The purpose of the present study was to investigate the efficacy of in-package aerosolized aqueous sanitizers in reducing populations of Salmonella enterica serovar Typhimurium on tomato fruit and in maintaining fruit quality. Cherry tomatoes were inoculated with a cocktail of attenuated S. Typhimurium ATCC 53647 and 53648 strains on the smooth skin surface and stem scar area. Next, 200 ppm free chlorine, and peroxyacetic acid (PAA) and aqueous ClO₂ at different concentrations, 2% lactic acid + 2% acetic acid + 2% levulinic acid, and 3% acetic acid + 3% lactic acid were aerosolized into a clamshell container containing cherry tomatoes. Results showed that S. Typhimurium populations on smooth tomato surfaces were reduced by more than 5 log CFU/fruit with 400 ppm PAA, 2% lactic acid + 2% acetic acid + 2% levulinic acid, 3% acetic acid + 3% lactic acid, and aqueous ClO₂ (100 and 400 ppm). On the stem scar area, 400 ppm aqueous ClO₂ was more effective in reducing S. Typhimurium populations than other treatments, achieving 4.89 log CFU/fruit reduction, followed by 400 ppm PAA (2.62 log CFU/fruit). The efficacy of ClO₂ and acid combination treatments increased during 3-week storage at 10 °C, achieving >3 log CFU/fruit inactivation with the acid combination and ca. 6 log with for 400 ppm with ClO₂. None of the treatments significantly (p > 0.05) affected color, appearance, firmness, vitamin C, lycopene or antioxidant values of tomatoes during 3 weeks of storage; although, an acidic odor was detected for samples treated with the organic acids in the earlier period of the storage. These results suggest that in-package aerosolized sanitizers can be used as a novel method for the inactivation of Salmonella on tomato fruit.     

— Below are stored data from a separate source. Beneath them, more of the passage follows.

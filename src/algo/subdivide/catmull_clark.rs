//! Catmull-Clark subdivision for polygon meshes.

use log::debug;
use nalgebra::{Point3, Vector3};
use rayon::prelude::*;

use crate::algo::Progress;
use crate::mesh::{EdgeMap, PolyMesh};

use super::{BoundaryRule, SubdivideOptions};

const STAGE: &str = "Catmull-Clark subdivision";

/// Performs Catmull-Clark subdivision on a polygon mesh.
///
/// Returns a new all-quad mesh; the input is left untouched. With
/// `options.level == 0` the result is a copy of the input.
///
/// # Vertex Rules
///
/// - **Face point**: centroid of the face corners
/// - **Edge point**: average of the two endpoints and the adjacent face points
/// - **Vertex point**: (F + 2R + (n-3)P) / n where:
///   - F = average of adjacent face points
///   - R = average of adjacent edge midpoints
///   - P = original position
///   - n = valence (number of incident edges)
///
/// Boundary edges and vertices follow `options.boundary`.
pub fn subdivide(mesh: &PolyMesh, options: &SubdivideOptions) -> PolyMesh {
    subdivide_with_progress(mesh, options, &Progress::none())
}

/// Catmull-Clark subdivision with progress reporting after each level.
pub fn subdivide_with_progress(
    mesh: &PolyMesh,
    options: &SubdivideOptions,
    progress: &Progress,
) -> PolyMesh {
    let mut current = mesh.clone();
    progress.emit(STAGE, 0, options.level, current.num_faces());

    for level in 0..options.level {
        current = subdivide_once(&current, options);
        debug!(
            "subdivision level {}: {} points, {} quads",
            level + 1,
            current.num_points(),
            current.num_faces()
        );
        progress.emit(STAGE, level + 1, options.level, current.num_faces());
    }

    current
}

/// Perform exactly one level of Catmull-Clark subdivision.
///
/// `options.level` is ignored.
pub fn subdivide_once(mesh: &PolyMesh, options: &SubdivideOptions) -> PolyMesh {
    let points = mesh.points();
    let faces = mesh.faces();

    if faces.is_empty() {
        return mesh.clone();
    }

    // Step 1: face points
    let centroid = |face: &Vec<usize>| {
        let sum: Vector3<f64> = face.iter().map(|&vi| points[vi].coords).sum();
        Point3::from(sum / face.len() as f64)
    };
    let face_points: Vec<Point3<f64>> = if options.parallel {
        faces.par_iter().map(centroid).collect()
    } else {
        faces.iter().map(centroid).collect()
    };

    // Step 2: edge table and edge points
    let table = EdgeTable::build(faces);

    let degenerate = table
        .edges
        .iter()
        .filter(|e| points[e.ends[0]] == points[e.ends[1]])
        .count();
    if degenerate > 0 {
        debug!("subdivision input has {} zero-length edges", degenerate);
    }

    let boundary = options.boundary;
    let edge_point = |edge: &EdgeRecord| compute_edge_point(points, &face_points, edge, boundary);
    let edge_points: Vec<Point3<f64>> = if options.parallel {
        table.edges.par_iter().map(edge_point).collect()
    } else {
        table.edges.iter().map(edge_point).collect()
    };

    // Step 3: repositioned vertices
    let stars = gather_stars(points, faces, &face_points, &table.edges);
    let vertex_point = |i: usize| compute_vertex_point(points, i, &stars[i], boundary);
    let vertex_points: Vec<Point3<f64>> = if options.parallel {
        (0..points.len()).into_par_iter().map(vertex_point).collect()
    } else {
        (0..points.len()).map(vertex_point).collect()
    };

    // Step 4: topology
    let new_faces = split_faces(faces, &table, points.len());

    let mut new_points = vertex_points;
    new_points.reserve(edge_points.len() + face_points.len());
    new_points.extend(edge_points);
    new_points.extend(face_points);

    PolyMesh::from_raw(new_points, new_faces)
}

/// An undirected edge together with every face that uses it.
#[derive(Debug, Clone)]
struct EdgeRecord {
    ends: [usize; 2],
    faces: Vec<usize>,
}

impl EdgeRecord {
    fn is_boundary(&self) -> bool {
        self.faces.len() == 1
    }
}

/// Unique edges in first-seen order, plus the edge index of every face side.
struct EdgeTable {
    edges: Vec<EdgeRecord>,
    /// `sides[f][j]` is the edge from corner `j` to corner `j + 1` of face `f`.
    sides: Vec<Vec<usize>>,
}

impl EdgeTable {
    fn build(faces: &[Vec<usize>]) -> Self {
        let num_corners: usize = faces.iter().map(Vec::len).sum();
        let mut index: EdgeMap<usize> = EdgeMap::with_capacity(num_corners / 2 + 1);
        let mut edges: Vec<EdgeRecord> = Vec::with_capacity(num_corners / 2 + 1);
        let mut sides = Vec::with_capacity(faces.len());

        for (fi, face) in faces.iter().enumerate() {
            let n = face.len();
            let mut face_sides = Vec::with_capacity(n);
            for j in 0..n {
                let (a, b) = (face[j], face[(j + 1) % n]);
                let next = edges.len();
                let ei = *index.entry_or_insert_with(a, b, || next);
                if ei == next {
                    edges.push(EdgeRecord {
                        ends: [a, b],
                        faces: Vec::with_capacity(2),
                    });
                }
                edges[ei].faces.push(fi);
                face_sides.push(ei);
            }
            sides.push(face_sides);
        }

        Self { edges, sides }
    }
}

fn compute_edge_point(
    points: &[Point3<f64>],
    face_points: &[Point3<f64>],
    edge: &EdgeRecord,
    boundary: BoundaryRule,
) -> Point3<f64> {
    let [a, b] = edge.ends;
    let ends = points[a].coords + points[b].coords;

    if edge.is_boundary() && boundary == BoundaryRule::Smooth {
        return Point3::from(ends * 0.5);
    }

    let faces: Vector3<f64> = edge.faces.iter().map(|&fi| face_points[fi].coords).sum();
    Point3::from((ends + faces) / (2 + edge.faces.len()) as f64)
}

/// Per-vertex sums needed by the vertex rule.
#[derive(Debug, Clone, Default)]
struct VertexStar {
    face_sum: Vector3<f64>,
    face_count: usize,
    midpoint_sum: Vector3<f64>,
    valence: usize,
    boundary_neighbors: Vec<usize>,
}

fn gather_stars(
    points: &[Point3<f64>],
    faces: &[Vec<usize>],
    face_points: &[Point3<f64>],
    edges: &[EdgeRecord],
) -> Vec<VertexStar> {
    let mut stars = vec![VertexStar::default(); points.len()];

    for (face, fp) in faces.iter().zip(face_points) {
        for &vi in face {
            stars[vi].face_sum += fp.coords;
            stars[vi].face_count += 1;
        }
    }

    for edge in edges {
        let [a, b] = edge.ends;
        let midpoint = (points[a].coords + points[b].coords) * 0.5;
        for (v, other) in [(a, b), (b, a)] {
            let star = &mut stars[v];
            star.midpoint_sum += midpoint;
            star.valence += 1;
            if edge.is_boundary() {
                star.boundary_neighbors.push(other);
            }
        }
    }

    stars
}

fn compute_vertex_point(
    points: &[Point3<f64>],
    vi: usize,
    star: &VertexStar,
    boundary: BoundaryRule,
) -> Point3<f64> {
    let p = points[vi];

    // Isolated vertex
    if star.valence == 0 || star.face_count == 0 {
        return p;
    }

    if boundary == BoundaryRule::Smooth && !star.boundary_neighbors.is_empty() {
        return match star.boundary_neighbors[..] {
            [l, r] => Point3::from(p.coords * 0.75 + (points[l].coords + points[r].coords) * 0.125),
            // Corner of a non-manifold fan
            _ => p,
        };
    }

    let n = star.valence as f64;
    let f = star.face_sum / star.face_count as f64;
    let r = star.midpoint_sum / n;
    Point3::from((f + r * 2.0 + p.coords * (n - 3.0)) / n)
}

/// Each face of degree n becomes n quads `(corner, next edge, face, previous edge)`,
/// which keeps the winding of the original face.
fn split_faces(faces: &[Vec<usize>], table: &EdgeTable, num_vertices: usize) -> Vec<Vec<usize>> {
    let edge_base = num_vertices;
    let face_base = num_vertices + table.edges.len();
    let mut out = Vec::with_capacity(table.sides.iter().map(Vec::len).sum());

    for (fi, (face, sides)) in faces.iter().zip(&table.sides).enumerate() {
        let n = face.len();
        for i in 0..n {
            let next_edge = edge_base + sides[i];
            let prev_edge = edge_base + sides[(i + n - 1) % n];
            out.push(vec![face[i], next_edge, face_base + fi, prev_edge]);
        }
    }

    out
}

Effect of controlled-release chlorine dioxide on the quality and safety of cherry/grape tomatoes

The effect of controlled-release chlorine dioxide (ClO₂) gas on the food safety and quality of cherry/grape tomatoes was investigated. Whole grape tomatoes artificially inoculated with either Escherichia coli or Alternaria alternata, or whole cherry tomatoes inoculated with Salmonella enterica Newport, were packed in 1-lb clamshells, and stored at 20 °C for 14 days. ClO₂ pouches were attached under the lids with the following four dosages/release rates: single dose slow-release (S), single dose fast-release (F), fast/slow-release combination (FS), and double dose fast-release (FF). The corresponding equilibrium ClO₂ concentration in the headspace was about 2, 4, 6 and 8 ppm, respectively. Treatment with F reduced populations of E. coli and A. alternata by 2.9–4.7, and 1.6 to 4.0 log CFU/g, respectively, within 14 days storage at 20 °C. FS and FF treatments showed little benefit over F. The F and FF treatments reduced population of S. enterica for inoculated cherry tomatoes by 3.28 and 3.80 log CFU/g, respectively, compared to control after 14 days’ storage at 20 °C. ClO₂-treated grape tomatoes retained higher firmness and had less weight loss compared to the control. The results indicate that 2 ppm of ClO₂ (S) in the clamshells did not adequately control microbial populations; the minimum effective concentration of ClO₂ was 4 ppm (F). Higher concentrations provided a small but incremental improvement in ability to control microorganisms. ClO₂ released into packages of cherry tomatoes during storage reduced weight loss, while maintaining firmness.